The best revenge is no reaction. Believe it, the silence and zero reaction really bothers your ex, and they consider it as the best served revenge. Nothing creates more curiosity than silence. Your ex would expect a vent or an angry rant from you, but don't give in.
Distancing yourself from your ex gives you space to explore your emotions, gives you the time to process the hurt, gives you perspective, and more, which eventually allows you to move on from the heartbreak. Forget what guys feel when their ex ignores them or what anyone feels when they are cut off by their ex.
Some people may think that ignoring your ex is the best revenge. This allows them to wonder about you since they don't see you checking up on them, and you may be fine without them. In general terms, having no contact at all for at least 30 days after a breakup can give ignoring your ex the best chance at working.
It might not seem rational, but that's just how emotions are. You ignoring him will remind him of the times he did you wrong, and make him feel so bad about himself he'd rather be behind bars. And he'll be pressed to dissect your relationship and ask himself what went wrong.
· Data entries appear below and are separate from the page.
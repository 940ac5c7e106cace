//! Generation gateway: credential resolution, prompt composition, one provider call.

use crate::error::{RenderError, Result};
use crate::image::SourceImage;
use crate::materials::MaterialMapping;
use crate::prompt::compose;
use crate::provider::{ProviderInput, RenderProvider};
use std::sync::Arc;
use std::time::{Duration, Instant};

/// Message carried by [`RenderError::MissingCredential`].
pub const MISSING_CREDENTIAL_HINT: &str =
    "Please add it to .env.local or provide it in the settings.";

/// One render request. Never persisted.
#[derive(Debug, Clone)]
pub struct GenerationRequest {
    /// Free-text style instruction.
    pub style_text: String,
    /// Snapshot of the material mapping at request time.
    pub materials: MaterialMapping,
    /// Source image as a data URI.
    pub source_image: SourceImage,
    /// User-supplied API token, used when no operator token is configured.
    pub credential: Option<String>,
}

impl GenerationRequest {
    /// Creates a request with the given style, materials, and image.
    pub fn new(
        style_text: impl Into<String>,
        materials: MaterialMapping,
        source_image: SourceImage,
    ) -> Self {
        Self {
            style_text: style_text.into(),
            materials,
            source_image,
            credential: None,
        }
    }

    /// Sets the request-scoped credential.
    pub fn with_credential(mut self, credential: impl Into<String>) -> Self {
        self.credential = Some(credential.into());
        self
    }

    /// Returns the composed provider instruction for this request.
    pub fn instruction(&self) -> String {
        compose(&self.style_text, &self.materials)
    }
}

/// Submits [`GenerationRequest`]s to a [`RenderProvider`].
///
/// Holds no mutable state; calls from different callers can run concurrently.
#[derive(Clone)]
pub struct GenerationGateway {
    provider: Arc<dyn RenderProvider>,
    operator_credential: Option<String>,
    timeout: Option<Duration>,
}

impl GenerationGateway {
    /// Creates a gateway over the given provider, with no operator credential
    /// and no caller-side timeout.
    pub fn new(provider: Arc<dyn RenderProvider>) -> Self {
        Self {
            provider,
            operator_credential: None,
            timeout: None,
        }
    }

    /// Sets the operator credential, which takes precedence over request
    /// credentials. Blank values are ignored.
    pub fn with_operator_credential(mut self, credential: Option<String>) -> Self {
        self.operator_credential = credential
            .map(|c| c.trim().to_string())
            .filter(|c| !c.is_empty());
        self
    }

    /// Bounds how long a single generation may take.
    pub fn with_timeout(mut self, timeout: Duration) -> Self {
        self.timeout = Some(timeout);
        self
    }

    /// Returns true if an operator credential is configured.
    pub fn has_operator_credential(&self) -> bool {
        self.operator_credential.is_some()
    }

    /// Returns the credential to use for a request: operator first, then the
    /// request's own.
    pub fn resolve_credential<'a>(&'a self, request: &'a GenerationRequest) -> Result<&'a str> {
        self.resolve_token(request.credential.as_deref())
    }

    /// Resolves a credential from the operator setting or a caller-supplied
    /// token, without needing a full request.
    pub fn resolve_token<'a>(&'a self, request_credential: Option<&'a str>) -> Result<&'a str> {
        self.operator_credential
            .as_deref()
            .or_else(|| request_credential.map(str::trim).filter(|c| !c.is_empty()))
            .ok_or_else(|| RenderError::MissingCredential(MISSING_CREDENTIAL_HINT.into()))
    }

    /// Generates one render and returns its result URL.
    ///
    /// The credential is checked before any network activity. The provider is
    /// called exactly once; there are no retries.
    pub async fn generate(&self, request: &GenerationRequest) -> Result<String> {
        let token = self.resolve_credential(request)?;

        let prompt = request.instruction();
        tracing::debug!(
            provider = self.provider.name(),
            materials = request.materials.len(),
            prompt = %prompt,
            "generating render"
        );

        let input = ProviderInput::new(request.source_image.clone(), prompt);
        let start = Instant::now();

        let output = match self.timeout {
            Some(limit) => tokio::time::timeout(limit, self.provider.run(&input, token))
                .await
                .map_err(|_| RenderError::Timeout(limit))??,
            None => self.provider.run(&input, token).await?,
        };

        let locator = output.into_locator()?;
        tracing::info!(
            duration_ms = start.elapsed().as_millis() as u64,
            result_url = %locator,
            "render generated"
        );
        Ok(locator)
    }
}

#[cfg(test)]
mod tests {
    use super::*;
    use crate::materials::MaterialRecord;
    use crate::provider::ProviderOutput;
    use async_trait::async_trait;
    use std::sync::Mutex;

    /// Provider stub that records every call.
    struct StubProvider {
        output: Mutex<Option<Result<ProviderOutput>>>,
        delay: Option<Duration>,
        calls: Mutex<Vec<(ProviderInput, String)>>,
    }

    impl StubProvider {
        fn returning(output: Result<ProviderOutput>) -> Arc<Self> {
            Arc::new(Self {
                output: Mutex::new(Some(output)),
                delay: None,
                calls: Mutex::new(Vec::new()),
            })
        }

        fn slow(delay: Duration) -> Arc<Self> {
            Arc::new(Self {
                output: Mutex::new(Some(Ok(ProviderOutput::Single("late".into())))),
                delay: Some(delay),
                calls: Mutex::new(Vec::new()),
            })
        }

        fn call_count(&self) -> usize {
            self.calls.lock().unwrap().len()
        }
    }

    #[async_trait]
    impl RenderProvider for StubProvider {
        async fn run(&self, input: &ProviderInput, token: &str) -> Result<ProviderOutput> {
            self.calls
                .lock()
                .unwrap()
                .push((input.clone(), token.to_string()));
            if let Some(delay) = self.delay {
                tokio::time::sleep(delay).await;
            }
            self.output
                .lock()
                .unwrap()
                .take()
                .expect("stub called more than once")
        }

        fn name(&self) -> &str {
            "stub"
        }
    }

    fn image() -> SourceImage {
        SourceImage::from_data_uri("data:image/png;base64,iVBORw0KGgo=").unwrap()
    }

    fn yellow_mapping() -> MaterialMapping {
        [MaterialRecord::new("yellow", "#FFD700")
            .with_material("Matte White Sprayed MDF")
            .with_finish("Matte")]
        .into_iter()
        .collect()
    }

    fn request() -> GenerationRequest {
        GenerationRequest::new("Modern", yellow_mapping(), image())
    }

    #[tokio::test]
    async fn test_missing_credential_never_calls_provider() {
        let stub = StubProvider::returning(Ok(ProviderOutput::Single("x".into())));
        let gateway = GenerationGateway::new(stub.clone());

        let err = gateway.generate(&request()).await.unwrap_err();
        assert!(matches!(err, RenderError::MissingCredential(_)));
        assert!(err.is_credential_error());
        assert_eq!(stub.call_count(), 0);
    }

    #[tokio::test]
    async fn test_blank_credentials_count_as_missing() {
        let stub = StubProvider::returning(Ok(ProviderOutput::Single("x".into())));
        let gateway =
            GenerationGateway::new(stub.clone()).with_operator_credential(Some("  ".into()));

        let err = gateway
            .generate(&request().with_credential(""))
            .await
            .unwrap_err();
        assert!(matches!(err, RenderError::MissingCredential(_)));
        assert_eq!(stub.call_count(), 0);
    }

    #[tokio::test]
    async fn test_list_output_yields_first_url() {
        let stub = StubProvider::returning(Ok(ProviderOutput::Many(vec![
            "urlA".into(),
            "urlB".into(),
        ])));
        let gateway = GenerationGateway::new(stub.clone());

        let url = gateway
            .generate(&request().with_credential("r8_user"))
            .await
            .unwrap();
        assert_eq!(url, "urlA");
        assert_eq!(stub.call_count(), 1);
    }

    #[tokio::test]
    async fn test_scalar_output_is_the_url() {
        let stub = StubProvider::returning(Ok(ProviderOutput::Single("urlC".into())));
        let gateway = GenerationGateway::new(stub.clone());

        let url = gateway
            .generate(&request().with_credential("r8_user"))
            .await
            .unwrap();
        assert_eq!(url, "urlC");
    }

    #[tokio::test]
    async fn test_operator_credential_wins() {
        let stub = StubProvider::returning(Ok(ProviderOutput::Single("u".into())));
        let gateway = GenerationGateway::new(stub.clone())
            .with_operator_credential(Some("r8_operator".into()));

        gateway
            .generate(&request().with_credential("r8_user"))
            .await
            .unwrap();
        let calls = stub.calls.lock().unwrap();
        assert_eq!(calls[0].1, "r8_operator");
    }

    #[test]
    fn test_resolve_token() {
        let stub = StubProvider::returning(Ok(ProviderOutput::Single("u".into())));
        let gateway = GenerationGateway::new(stub.clone());
        assert_eq!(gateway.resolve_token(Some(" r8_user ")).unwrap(), "r8_user");
        assert!(gateway.resolve_token(Some("  ")).unwrap_err().is_credential_error());
        assert!(gateway.resolve_token(None).unwrap_err().is_credential_error());

        let gateway = gateway.with_operator_credential(Some("r8_operator".into()));
        assert_eq!(gateway.resolve_token(None).unwrap(), "r8_operator");
    }

    #[tokio::test]
    async fn test_provider_receives_composed_prompt_and_fixed_parameters() {
        let stub = StubProvider::returning(Ok(ProviderOutput::Single("u".into())));
        let gateway = GenerationGateway::new(stub.clone());
        let request = request().with_credential("r8_user");

        gateway.generate(&request).await.unwrap();

        let calls = stub.calls.lock().unwrap();
        let (input, token) = &calls[0];
        assert_eq!(token, "r8_user");
        assert_eq!(input.prompt, request.instruction());
        assert!(input.prompt.contains("#FFD700"));
        assert!(input.prompt.contains("Matte White Sprayed MDF"));
        assert_eq!(input.image, image());
        assert_eq!(input.negative_prompt, crate::provider::NEGATIVE_PROMPT);
        assert_eq!(input.num_inference_steps, 30);
    }

    #[tokio::test]
    async fn test_provider_error_is_surfaced() {
        let stub = StubProvider::returning(Err(RenderError::Api {
            status: 422,
            message: "invalid image".into(),
        }));
        let gateway = GenerationGateway::new(stub.clone());

        let err = gateway
            .generate(&request().with_credential("r8_user"))
            .await
            .unwrap_err();
        assert!(err.is_provider_error());
        assert!(err.to_string().contains("invalid image"));
        assert_eq!(stub.call_count(), 1);
    }

    #[tokio::test]
    async fn test_empty_output_is_an_error() {
        let stub = StubProvider::returning(Ok(ProviderOutput::Many(vec![])));
        let gateway = GenerationGateway::new(stub.clone());

        let err = gateway
            .generate(&request().with_credential("r8_user"))
            .await
            .unwrap_err();
        assert!(matches!(err, RenderError::UnexpectedResponse(_)));
    }

    #[tokio::test]
    async fn test_timeout() {
        let stub = StubProvider::slow(Duration::from_secs(5));
        let gateway =
            GenerationGateway::new(stub.clone()).with_timeout(Duration::from_millis(20));

        let err = gateway
            .generate(&request().with_credential("r8_user"))
            .await
            .unwrap_err();
        assert!(matches!(err, RenderError::Timeout(_)));
    }
}
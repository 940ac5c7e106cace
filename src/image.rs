//! Source image handling.

use crate::error::{RenderError, Result};
use base64::Engine;
use serde::{Deserialize, Serialize};
use std::path::Path;

/// Supported source image formats.
#[derive(Debug, Clone, Copy, PartialEq, Eq)]
pub enum ImageFormat {
    /// PNG format (lossless).
    Png,
    /// JPEG format (lossy).
    Jpeg,
    /// WebP format.
    WebP,
    /// GIF format.
    Gif,
}

impl ImageFormat {
    /// Returns the MIME type for this format.
    pub fn mime_type(&self) -> &'static str {
        match self {
            Self::Png => "image/png",
            Self::Jpeg => "image/jpeg",
            Self::WebP => "image/webp",
            Self::Gif => "image/gif",
        }
    }

    /// Detects image format from magic bytes.
    pub fn from_magic_bytes(data: &[u8]) -> Option<Self> {
        if data.len() < 12 {
            return None;
        }

        // PNG: 89 50 4E 47 0D 0A 1A 0A
        if data.starts_with(&[0x89, 0x50, 0x4E, 0x47, 0x0D, 0x0A, 0x1A, 0x0A]) {
            return Some(Self::Png);
        }

        // JPEG: FF D8 FF
        if data.starts_with(&[0xFF, 0xD8, 0xFF]) {
            return Some(Self::Jpeg);
        }

        // WebP: RIFF....WEBP
        if data.starts_with(b"RIFF") && &data[8..12] == b"WEBP" {
            return Some(Self::WebP);
        }

        if data.starts_with(b"GIF87a") || data.starts_with(b"GIF89a") {
            return Some(Self::Gif);
        }

        None
    }
}

/// An input image encoded as a `data:` URI, ready to send to the provider.
#[derive(Debug, Clone, PartialEq, Eq, Serialize, Deserialize)]
#[serde(transparent)]
pub struct SourceImage(String);

impl SourceImage {
    /// Encodes raw image bytes, detecting the format from magic bytes.
    pub fn from_bytes(data: &[u8]) -> Result<Self> {
        let format = ImageFormat::from_magic_bytes(data)
            .ok_or_else(|| RenderError::Decode("unknown image format".into()))?;
        let encoded = base64::engine::general_purpose::STANDARD.encode(data);
        Ok(Self(format!("data:{};base64,{}", format.mime_type(), encoded)))
    }

    /// Reads and encodes an image file.
    pub fn from_path(path: impl AsRef<Path>) -> Result<Self> {
        let data = std::fs::read(path)?;
        Self::from_bytes(&data)
    }

    /// Validates an existing data URI.
    ///
    /// The payload is decoded leniently: embedded whitespace and missing
    /// padding are accepted, as browsers and hand-built clients produce both.
    pub fn from_data_uri(uri: impl Into<String>) -> Result<Self> {
        let uri = uri.into();
        let uri = uri.trim();

        let rest = uri
            .strip_prefix("data:")
            .ok_or_else(|| RenderError::Decode("image must be a data: URI".into()))?;
        let (mime, payload) = rest
            .split_once(";base64,")
            .ok_or_else(|| RenderError::Decode("image data URI must be base64 encoded".into()))?;
        if !mime.starts_with("image/") {
            return Err(RenderError::Decode(format!(
                "expected an image MIME type, got {mime:?}"
            )));
        }

        let bytes = decode_base64_lenient(payload)
            .map_err(|e| RenderError::Decode(format!("invalid base64 image data: {e}")))?;
        if bytes.is_empty() {
            return Err(RenderError::Decode("image data is empty".into()));
        }

        Ok(Self(uri.to_string()))
    }

    /// Returns the data URI.
    pub fn as_data_uri(&self) -> &str {
        &self.0
    }

    /// Returns the MIME type declared by the URI.
    pub fn mime_type(&self) -> &str {
        self.0
            .strip_prefix("data:")
            .and_then(|rest| rest.split(';').next())
            .unwrap_or("application/octet-stream")
    }
}

fn decode_base64_lenient(input: &str) -> std::result::Result<Vec<u8>, base64::DecodeError> {
    let cleaned: String = input.chars().filter(|c| !c.is_ascii_whitespace()).collect();

    if let Ok(data) = base64::engine::general_purpose::STANDARD.decode(&cleaned) {
        return Ok(data);
    }
    base64::engine::general_purpose::STANDARD_NO_PAD.decode(&cleaned)
}
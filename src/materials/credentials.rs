//! Remembered user API token.

use crate::error::Result;
use crate::materials::store::KeyValueStore;
use std::sync::Arc;

/// Store key holding the user-supplied API token.
pub const API_KEY_KEY: &str = "replicate_api_key";

/// Persists the API token a user typed in, so it can be sent as the
/// request-scoped credential on later calls.
pub struct CredentialStore {
    store: Arc<dyn KeyValueStore>,
}

impl CredentialStore {
    /// Creates a credential store over the given backend.
    pub fn new(store: Arc<dyn KeyValueStore>) -> Self {
        Self { store }
    }

    /// Returns the remembered token, if any. Read failures count as absent.
    pub fn load(&self) -> Option<String> {
        match self.store.get(API_KEY_KEY) {
            Ok(value) => value
                .map(|v| v.trim().to_string())
                .filter(|v| !v.is_empty()),
            Err(e) => {
                tracing::warn!("failed to read stored API key: {e}");
                None
            }
        }
    }

    /// Remembers a token. A blank token clears the stored one.
    pub fn save(&self, token: &str) -> Result<()> {
        let token = token.trim();
        if token.is_empty() {
            return self.clear();
        }
        self.store.set(API_KEY_KEY, token)
    }

    /// Forgets the stored token.
    pub fn clear(&self) -> Result<()> {
        self.store.remove(API_KEY_KEY)
    }
}
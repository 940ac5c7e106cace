//! Key-value persistence backends.

use crate::error::{RenderError, Result};
use std::collections::HashMap;
use std::io::Write;
use std::path::PathBuf;
use std::sync::Mutex;

/// A string key-value store with whole-value writes.
///
/// Implementations must make `set` atomic from a reader's perspective: a
/// concurrent `get` sees either the old value or the new one, never a mix.
pub trait KeyValueStore: Send + Sync {
    /// Reads the value stored under `key`.
    fn get(&self, key: &str) -> Result<Option<String>>;

    /// Replaces the value stored under `key`.
    fn set(&self, key: &str, value: &str) -> Result<()>;

    /// Deletes the value stored under `key`. Missing keys are not an error.
    fn remove(&self, key: &str) -> Result<()>;
}

/// In-process store, mostly useful for tests and ephemeral sessions.
#[derive(Debug, Default)]
pub struct MemoryStore {
    values: Mutex<HashMap<String, String>>,
}

impl MemoryStore {
    /// Creates an empty store.
    pub fn new() -> Self {
        Self::default()
    }
}

impl KeyValueStore for MemoryStore {
    fn get(&self, key: &str) -> Result<Option<String>> {
        let values = self.values.lock().unwrap_or_else(|e| e.into_inner());
        Ok(values.get(key).cloned())
    }

    fn set(&self, key: &str, value: &str) -> Result<()> {
        let mut values = self.values.lock().unwrap_or_else(|e| e.into_inner());
        values.insert(key.to_string(), value.to_string());
        Ok(())
    }

    fn remove(&self, key: &str) -> Result<()> {
        let mut values = self.values.lock().unwrap_or_else(|e| e.into_inner());
        values.remove(key);
        Ok(())
    }
}

/// Directory-backed store: one file per key.
#[derive(Debug, Clone)]
pub struct FileStore {
    dir: PathBuf,
}

impl FileStore {
    /// Opens (and creates if needed) a store rooted at `dir`.
    pub fn open(dir: impl Into<PathBuf>) -> Result<Self> {
        let dir = dir.into();
        std::fs::create_dir_all(&dir)?;
        Ok(Self { dir })
    }

    fn path_for(&self, key: &str) -> Result<PathBuf> {
        let valid = !key.is_empty()
            && key
                .chars()
                .all(|c| c.is_ascii_alphanumeric() || c == '-' || c == '_');
        if !valid {
            return Err(RenderError::InvalidRequest(format!(
                "invalid store key: {key:?}"
            )));
        }
        Ok(self.dir.join(format!("{key}.json")))
    }
}

impl KeyValueStore for FileStore {
    fn get(&self, key: &str) -> Result<Option<String>> {
        let path = self.path_for(key)?;
        match std::fs::read_to_string(&path) {
            Ok(value) => Ok(Some(value)),
            Err(e) if e.kind() == std::io::ErrorKind::NotFound => Ok(None),
            Err(e) => Err(e.into()),
        }
    }

    fn set(&self, key: &str, value: &str) -> Result<()> {
        let path = self.path_for(key)?;

        // Each write gets its own temp file, so concurrent writers never
        // rename each other's partial data into place.
        let mut tmp = tempfile::NamedTempFile::new_in(&self.dir)?;
        tmp.write_all(value.as_bytes())?;
        tmp.as_file().sync_all()?;
        tmp.persist(&path).map_err(|e| e.error)?;
        tracing::debug!(key = %key, path = %path.display(), "persisted value");
        Ok(())
    }

    fn remove(&self, key: &str) -> Result<()> {
        let path = self.path_for(key)?;
        match std::fs::remove_file(&path) {
            Ok(()) => Ok(()),
            Err(e) if e.kind() == std::io::ErrorKind::NotFound => Ok(()),
            Err(e) => Err(e.into()),
        }
    }
}
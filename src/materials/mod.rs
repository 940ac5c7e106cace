//! Material registry: the color-to-material table and its persistence.

mod credentials;
mod defaults;
mod registry;
mod store;
mod types;

pub use credentials::{CredentialStore, API_KEY_KEY};
pub use defaults::default_mapping;
pub use registry::{MaterialRegistry, MATERIALS_KEY};
pub use store::{FileStore, KeyValueStore, MemoryStore};
pub use types::{MaterialMapping, MaterialRecord};

pub(crate) use types::non_empty;
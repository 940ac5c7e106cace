//! CLI for Render Tool - photorealistic renders from color-mapped exports.

use clap::{Args, Parser, Subcommand};
use render_tool::materials::{CredentialStore, FileStore, KeyValueStore, MaterialRegistry};
use render_tool::server::{self, AppState};
use render_tool::{
    compose, GenerationGateway, GenerationRequest, MaterialRecord, ReplicateProvider, Settings,
    SourceImage,
};
use std::net::SocketAddr;
use std::path::PathBuf;
use std::sync::Arc;

#[derive(Parser)]
#[command(name = "render-tool")]
#[command(about = "Turn flat-colored exports into photorealistic renders via Replicate")]
#[command(version)]
struct Cli {
    #[command(subcommand)]
    command: Commands,

    /// Output as JSON
    #[arg(long, global = true)]
    json: bool,
}

#[derive(Subcommand)]
enum Commands {
    /// Render an image using the current material mapping
    Generate(GenerateArgs),

    /// Run the HTTP server
    Serve {
        /// Address to bind (overrides RENDER_TOOL_BIND)
        #[arg(long)]
        bind: Option<SocketAddr>,
    },

    /// Inspect or edit the material mapping
    #[command(subcommand)]
    Materials(MaterialsCommand),

    /// Manage the remembered API key
    #[command(subcommand)]
    Key(KeyCommand),
}

#[derive(Args)]
struct GenerateArgs {
    /// Source image (PNG, JPEG, WebP or GIF)
    image: PathBuf,

    /// Style description
    #[arg(short, long, default_value = "")]
    style: String,

    /// API key for this request (falls back to the remembered key)
    #[arg(long)]
    api_key: Option<String>,

    /// Download the result to this path
    #[arg(long)]
    save: Option<PathBuf>,
}

#[derive(Subcommand)]
enum MaterialsCommand {
    /// List all mappings
    List,
    /// Show one mapping
    Show {
        /// Mapping key (e.g. yellow)
        key: String,
    },
    /// Create or replace one mapping
    Set(SetMaterialArgs),
    /// Restore the built-in mappings
    Reset,
    /// Print the instruction that would be sent to the provider
    Prompt {
        /// Style description
        #[arg(short, long, default_value = "")]
        style: String,
    },
}

#[derive(Args)]
struct SetMaterialArgs {
    /// Mapping key (e.g. yellow)
    key: String,

    /// Color as it appears in the source image (e.g. #FFD700)
    #[arg(long)]
    preview_color: String,

    /// Display name
    #[arg(long)]
    name: Option<String>,

    /// Real-world material
    #[arg(long)]
    material: Option<String>,

    /// Finish (matte, satin, polished)
    #[arg(long)]
    finish: Option<String>,

    /// Real-world color code
    #[arg(long)]
    color_code: Option<String>,

    /// Surface pattern
    #[arg(long)]
    pattern: Option<String>,

    /// Component label (oven, sink)
    #[arg(long)]
    component: Option<String>,

    /// Component description
    #[arg(long)]
    description: Option<String>,
}

impl SetMaterialArgs {
    fn into_record(self) -> MaterialRecord {
        MaterialRecord {
            key: self.key,
            display_name: self.name,
            preview_color: self.preview_color,
            material: self.material,
            finish: self.finish,
            color_code: self.color_code,
            pattern: self.pattern,
            component: self.component,
            description: self.description,
            extra: Default::default(),
        }
    }
}

#[derive(Subcommand)]
enum KeyCommand {
    /// Remember an API key for later requests
    Set {
        /// Replicate API token
        token: String,
    },
    /// Forget the remembered API key
    Clear,
    /// Show which credential would be used
    Status,
}

/// Everything a command needs, built once from [`Settings`].
struct Context {
    settings: Settings,
    store: Arc<dyn KeyValueStore>,
}

impl Context {
    fn load() -> anyhow::Result<Self> {
        let settings = Settings::load()?;
        let store: Arc<dyn KeyValueStore> = Arc::new(FileStore::open(&settings.data_dir)?);
        Ok(Self { settings, store })
    }

    fn registry(&self) -> MaterialRegistry {
        MaterialRegistry::new(self.store.clone())
    }

    fn credentials(&self) -> CredentialStore {
        CredentialStore::new(self.store.clone())
    }

    fn provider(&self) -> anyhow::Result<ReplicateProvider> {
        let mut builder = ReplicateProvider::builder();
        if let Some(base) = &self.settings.api_base {
            builder = builder.api_base(base);
        }
        Ok(builder.build()?)
    }

    fn gateway(&self, provider: Arc<ReplicateProvider>) -> GenerationGateway {
        let gateway = GenerationGateway::new(provider)
            .with_operator_credential(self.settings.api_token.clone());
        match self.settings.timeout {
            Some(timeout) => gateway.with_timeout(timeout),
            None => gateway,
        }
    }
}

#[tokio::main]
async fn main() -> anyhow::Result<()> {
    tracing_subscriber::fmt()
        .with_env_filter(
            tracing_subscriber::EnvFilter::try_from_default_env()
                .unwrap_or_else(|_| "info".into()),
        )
        .with_writer(std::io::stderr)
        .init();

    let cli = Cli::parse();
    let ctx = Context::load()?;

    match cli.command {
        Commands::Generate(args) => generate(&ctx, args, cli.json).await?,
        Commands::Serve { bind } => serve(&ctx, bind).await?,
        Commands::Materials(cmd) => materials(&ctx, cmd, cli.json)?,
        Commands::Key(cmd) => key(&ctx, cmd, cli.json)?,
    }

    Ok(())
}

async fn generate(ctx: &Context, args: GenerateArgs, json_output: bool) -> anyhow::Result<()> {
    let source_image = SourceImage::from_path(&args.image)?;
    let provider = Arc::new(ctx.provider()?);
    let gateway = ctx.gateway(provider.clone());

    let mut request = GenerationRequest::new(&args.style, ctx.registry().load(), source_image);
    request.credential = args.api_key.or_else(|| ctx.credentials().load());

    let url = match gateway.generate(&request).await {
        Ok(url) => url,
        Err(e) if e.is_credential_error() => {
            anyhow::bail!("{e}\nSet one with `render-tool key set <TOKEN>` or REPLICATE_API_TOKEN.");
        }
        Err(e) => return Err(e.into()),
    };

    if let Some(path) = &args.save {
        let data = provider.download(&url).await?;
        std::fs::write(path, &data)?;
    }

    if json_output {
        let result = serde_json::json!({
            "success": true,
            "resultUrl": url,
            "saved": args.save.as_ref().map(|p| p.display().to_string()),
        });
        println!("{}", serde_json::to_string_pretty(&result)?);
    } else {
        println!("Generated render: {url}");
        if let Some(path) = &args.save {
            println!("Saved to: {}", path.display());
        }
    }

    Ok(())
}

async fn serve(ctx: &Context, bind: Option<SocketAddr>) -> anyhow::Result<()> {
    let provider = Arc::new(ctx.provider()?);
    let gateway = ctx.gateway(provider);
    if !gateway.has_operator_credential() {
        tracing::warn!("REPLICATE_API_TOKEN not set; clients must send userApiKey");
    }

    let state = AppState::new(Arc::new(ctx.registry()), gateway);
    server::serve(bind.unwrap_or(ctx.settings.bind), state).await?;
    Ok(())
}

fn materials(ctx: &Context, cmd: MaterialsCommand, json_output: bool) -> anyhow::Result<()> {
    let registry = ctx.registry();

    match cmd {
        MaterialsCommand::List => {
            let mapping = registry.load();
            if json_output {
                println!("{}", serde_json::to_string_pretty(&mapping)?);
            } else {
                for (key, record) in mapping.iter() {
                    println!(
                        "{:<12} {:<9} {}",
                        key,
                        record.preview_color,
                        render_tool::prompt::descriptive_label(record)
                    );
                }
            }
        }
        MaterialsCommand::Show { key } => {
            let mapping = registry.load();
            let Some(record) = mapping.get(&key) else {
                anyhow::bail!("no mapping named {key:?}");
            };
            println!("{}", serde_json::to_string_pretty(record)?);
        }
        MaterialsCommand::Set(args) => {
            let key = args.key.clone();
            let mapping = registry.update(&key, args.into_record())?;
            if json_output {
                println!("{}", serde_json::to_string_pretty(&mapping)?);
            } else {
                println!("Saved mapping {key:?} ({} total)", mapping.len());
            }
        }
        MaterialsCommand::Reset => {
            registry.reset()?;
            println!("Restored built-in mappings");
        }
        MaterialsCommand::Prompt { style } => {
            println!("{}", compose(&style, &registry.load()));
        }
    }

    Ok(())
}

fn key(ctx: &Context, cmd: KeyCommand, json_output: bool) -> anyhow::Result<()> {
    let credentials = ctx.credentials();

    match cmd {
        KeyCommand::Set { token } => {
            credentials.save(&token)?;
            println!("API key saved");
        }
        KeyCommand::Clear => {
            credentials.clear()?;
            println!("API key cleared");
        }
        KeyCommand::Status => {
            let operator = ctx.settings.api_token.is_some();
            let stored = credentials.load().is_some();
            if json_output {
                let status = serde_json::json!({
                    "operatorKey": operator,
                    "storedKey": stored,
                });
                println!("{}", serde_json::to_string_pretty(&status)?);
            } else {
                let source = match (operator, stored) {
                    (true, _) => "REPLICATE_API_TOKEN",
                    (false, true) => "remembered key",
                    (false, false) => "none",
                };
                println!("Credential in use: {source}");
            }
        }
    }

    Ok(())
}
There is no easy way to deal with a breakup, but remaining silent actually speaks volumes to your ex. After all, actions speak louder than words! By staying silent, you're telling your ex that you're strong, resilient, and independent. You're relying on yourself — and no one else — for your own happiness.
Radio silence simply refers to the act of being distant from your partner in order to make him come back to you. When done the right way, it allows your ex to miss and crave you more. It reaffirms and reawakens the feels he has for you, compelling him to come back.
The simple answer to the above questions is yes. When you walk away and make him miss you, it's typical for a man to come back to you. The power of silence after a breakup is highly effective in making your partner come back. To start with, going silent after a breakup is a sign of confidence and self-esteem.
It is the single most recommended technique after a breakup. So what exactly is a no contact rule? The no contact rule is basically this period of time (generally 21 – 45 days) where you're going to ignore your ex to make them miss you while working on hitting the reset button for yourself by improving your life.
Research finds that feeling ignored can affect people's sensory perceptions, such as feeling that surroundings seem quieter. Being ignored creates feelings of self-doubt, feeling a lack of control, and feeling not worthy of attention.
The No Contact rule is so effective because it allows you to sit with your grief and wounds and not plug up any holes or feelings of brokenness with someone else, as sex and grief coach Breeshia Wade, explains.
We're creatures of habit, and when you're so used to talking to someone you care about all the time, it's hard to break the habit and cut contact. But by continuing to text your ex after your relationship is over, you're just dragging out drama and prolonging the time it takes to truly get over someone.
It can feel like an extreme move when you're still working to get over a breakup, but the truth is that cutting off contact with an ex is the fastest, most effective way to truly move on.
In fact, based on our research you can expect the average ex to begin missing you anywhere between 2.5 to 5.2 months after a breakup assuming you put forth signals that you are “moving on from them.”
Being silent allows us to channel our energies. It gives us the clarity we need to calmly face challenges and uncertainty. The hour of silence I practice each morning, and encourage you to practice as well, can be a time for collecting our thoughts, training our minds, and deciding how we want to enter into the day.
Exes may return in some cases. Since couples break up for various reasons, the circumstances of a breakup may impact the potential for reconnection. A recent study showed that 44% of Americans have gotten back together with one of their exes after breaking up with them.
Sure, it is okay to miss your ex and relive the memories you shared with them. Until and unless it does not strain your current relationship and makes your partner suspect you, there is nothing unhealthy about thinking about your ex.
Research has found that people who received the silent treatment experienced a threat to their needs of belonging, self-esteem, control, and meaningful existence. This type of behavior reinforces the feeling that someone we care about wants nothing to do with us. It can feel as though you don't exist.
Because the truth is, during no contact with your ex, they will start to miss you no matter what. What they do with that feeling is dependent on their personality. If you were dating an incredibly stubborn person, it might take months before your ex gives in and reaches out.